As I wrote yesterday, I did not think I would experience aggravation in the precise area that God charged me with. He said to let it all go and then healing takes place. I should have known that I would come under attack where I could not let it all go. I thought to myself its not a problem for me to forgive and then the aggravation comes. When it set in I did not recognize it. I fell for it and reacted accordingly.

After sleeping I understand that I am still holding on to unforgiveness. Its a challenge to be transparent but in this season I am writing to allow my light to shine in words, songs and images. Where my experiences/pitfalls help someone else, thats what I am called to do. No more living my life as I choose to. Where I can share the positive I too must reveal the not so pretty. Here I am deving into truly let it all go, watch what God does in my life. By the way as I write and you read we can change ourselves the way God wants us to be.
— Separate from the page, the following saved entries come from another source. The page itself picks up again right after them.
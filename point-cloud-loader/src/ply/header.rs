use crate::error::{LoadError, LoadResult};

/// On-disk body encoding declared by the `format` directive.
#[derive(Debug, Clone, Copy, PartialEq, Eq)]
pub enum PlyFormat {
    Ascii,
    BinaryLittleEndian,
    BinaryBigEndian,
}

impl PlyFormat {
    pub fn from_name(name: &str) -> Option<Self> {
        match name {
            "ascii" => Some(Self::Ascii),
            "binary_little_endian" => Some(Self::BinaryLittleEndian),
            "binary_big_endian" => Some(Self::BinaryBigEndian),
            _ => None,
        }
    }

    pub fn is_binary(self) -> bool {
        !matches!(self, Self::Ascii)
    }
}

/// Fixed-width scalar property types.
#[derive(Debug, Clone, Copy, PartialEq, Eq)]
pub enum ScalarType {
    Float32,
    Float64,
    Int32,
    UInt32,
    Int16,
    UInt16,
    Int8,
    UInt8,
}

impl ScalarType {
    /// Resolve both the classic and the sized type names.
    pub fn from_name(name: &str) -> Option<Self> {
        match name {
            "float" | "float32" => Some(Self::Float32),
            "double" | "float64" => Some(Self::Float64),
            "int" | "int32" => Some(Self::Int32),
            "uint" | "uint32" => Some(Self::UInt32),
            "short" | "int16" => Some(Self::Int16),
            "ushort" | "uint16" => Some(Self::UInt16),
            "char" | "int8" => Some(Self::Int8),
            "uchar" | "uint8" => Some(Self::UInt8),
            _ => None,
        }
    }

    /// Width in bytes of one value.
    pub fn size(self) -> usize {
        match self {
            Self::Float64 => 8,
            Self::Float32 | Self::Int32 | Self::UInt32 => 4,
            Self::Int16 | Self::UInt16 => 2,
            Self::Int8 | Self::UInt8 => 1,
        }
    }

    pub fn is_8bit_integer(self) -> bool {
        matches!(self, Self::Int8 | Self::UInt8)
    }

    /// Decode one value from the start of `bytes`.
    ///
    /// Callers guarantee `bytes.len() >= self.size()`.
    pub fn read(self, bytes: &[u8], little_endian: bool) -> f64 {
        macro_rules! decode {
            ($ty:ty, $n:literal) => {{
                let raw = take::<$n>(bytes);
                if little_endian {
                    <$ty>::from_le_bytes(raw) as f64
                } else {
                    <$ty>::from_be_bytes(raw) as f64
                }
            }};
        }

        match self {
            Self::Float32 => decode!(f32, 4),
            Self::Float64 => decode!(f64, 8),
            Self::Int32 => decode!(i32, 4),
            Self::UInt32 => decode!(u32, 4),
            Self::Int16 => decode!(i16, 2),
            Self::UInt16 => decode!(u16, 2),
            Self::Int8 => bytes[0] as i8 as f64,
            Self::UInt8 => bytes[0] as f64,
        }
    }
}

fn take<const N: usize>(bytes: &[u8]) -> [u8; N] {
    let mut raw = [0u8; N];
    raw.copy_from_slice(&bytes[..N]);
    raw
}

#[derive(Debug, Clone, PartialEq, Eq)]
pub struct PlyProperty {
    pub name: String,
    pub scalar: ScalarType,
}

/// Parsed header: format, element counts and the vertex property layout.
#[derive(Debug, Clone, PartialEq, Eq)]
pub struct PlyHeader {
    pub format: PlyFormat,
    pub vertex_count: usize,
    /// Parsed for completeness, faces are never decoded
    pub face_count: usize,
    /// Vertex element properties in declaration order
    pub properties: Vec<PlyProperty>,
}

impl PlyHeader {
    /// Parse header text up to and including `end_header`.
    /// Properties of elements other than `vertex` are skipped.
    pub fn parse(text: &str) -> LoadResult<Self> {
        let mut format = None;
        let mut vertex_count = 0;
        let mut face_count = 0;
        let mut properties = Vec::new();
        let mut current_element: Option<String> = None;

        for line in text.lines() {
            let parts: Vec<&str> = line.split_whitespace().collect();

            match parts.as_slice() {
                [] | ["ply"] | ["comment", ..] | ["obj_info", ..] => {}
                ["end_header", ..] => break,
                ["format", name, ..] => {
                    format = Some(PlyFormat::from_name(name).ok_or_else(|| {
                        LoadError::MalformedHeader(format!("unsupported format '{}'", name))
                    })?);
                }
                ["element", kind, count, ..] => {
                    let count = count.parse::<usize>().map_err(|_| {
                        LoadError::MalformedHeader(format!(
                            "invalid element count '{}' for '{}'",
                            count, kind
                        ))
                    })?;
                    match *kind {
                        "vertex" => vertex_count = count,
                        "face" => face_count = count,
                        _ => {}
                    }
                    current_element = Some(kind.to_string());
                }
                ["property", "list", ..] => {
                    if current_element.as_deref() == Some("vertex") {
                        return Err(LoadError::MalformedHeader(
                            "list properties are not supported on vertices".into(),
                        ));
                    }
                }
                ["property", ty, name, ..] => match current_element.as_deref() {
                    Some("vertex") => {
                        let scalar = ScalarType::from_name(ty).ok_or_else(|| {
                            LoadError::MalformedHeader(format!(
                                "unknown property type '{}' for '{}'",
                                ty, name
                            ))
                        })?;
                        properties.push(PlyProperty {
                            name: name.to_string(),
                            scalar,
                        });
                    }
                    Some(_) => {}
                    None => log::warn!("Ignoring property '{}' declared outside an element", name),
                },
                [directive, ..] => log::warn!("Ignoring unknown PLY directive '{}'", directive),
            }
        }

        let format = format
            .ok_or_else(|| LoadError::MalformedHeader("missing format directive".into()))?;

        Ok(Self {
            format,
            vertex_count,
            face_count,
            properties,
        })
    }

    /// Bytes per vertex record in a binary body.
    pub fn stride(&self) -> usize {
        self.properties.iter().map(|p| p.scalar.size()).sum()
    }

    /// Index of the first property matching any of `names`.
    pub fn property_index(&self, names: &[&str]) -> Option<usize> {
        names
            .iter()
            .find_map(|name| self.properties.iter().position(|p| p.name == *name))
    }

    /// Byte offset of a property inside one vertex record.
    pub fn property_offset(&self, index: usize) -> usize {
        self.properties[..index].iter().map(|p| p.scalar.size()).sum()
    }
}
I thought about Jordan during his battle with cancer and how he let it all go, even as a child. There were let downs that took place that would have crushed any child especially one in the midst of the battle of his life. He rose to that let down and used it as “fire power” (Jordan’s actual words). To propel him through the battle with courage and strength. This morning another scripture came to me which illuminated “let it all go”:

10 Anyone you forgive, I also forgive. And what I have forgiven—if there was anything to forgive—I have forgiven in the sight of Christ for your sake, 11 in order that Satan might not outwit us. For we are not unaware of his schemes II Cor. 2:10 & 11.

Jordan with a smile during treatment.

Jordan with a smile during treatment.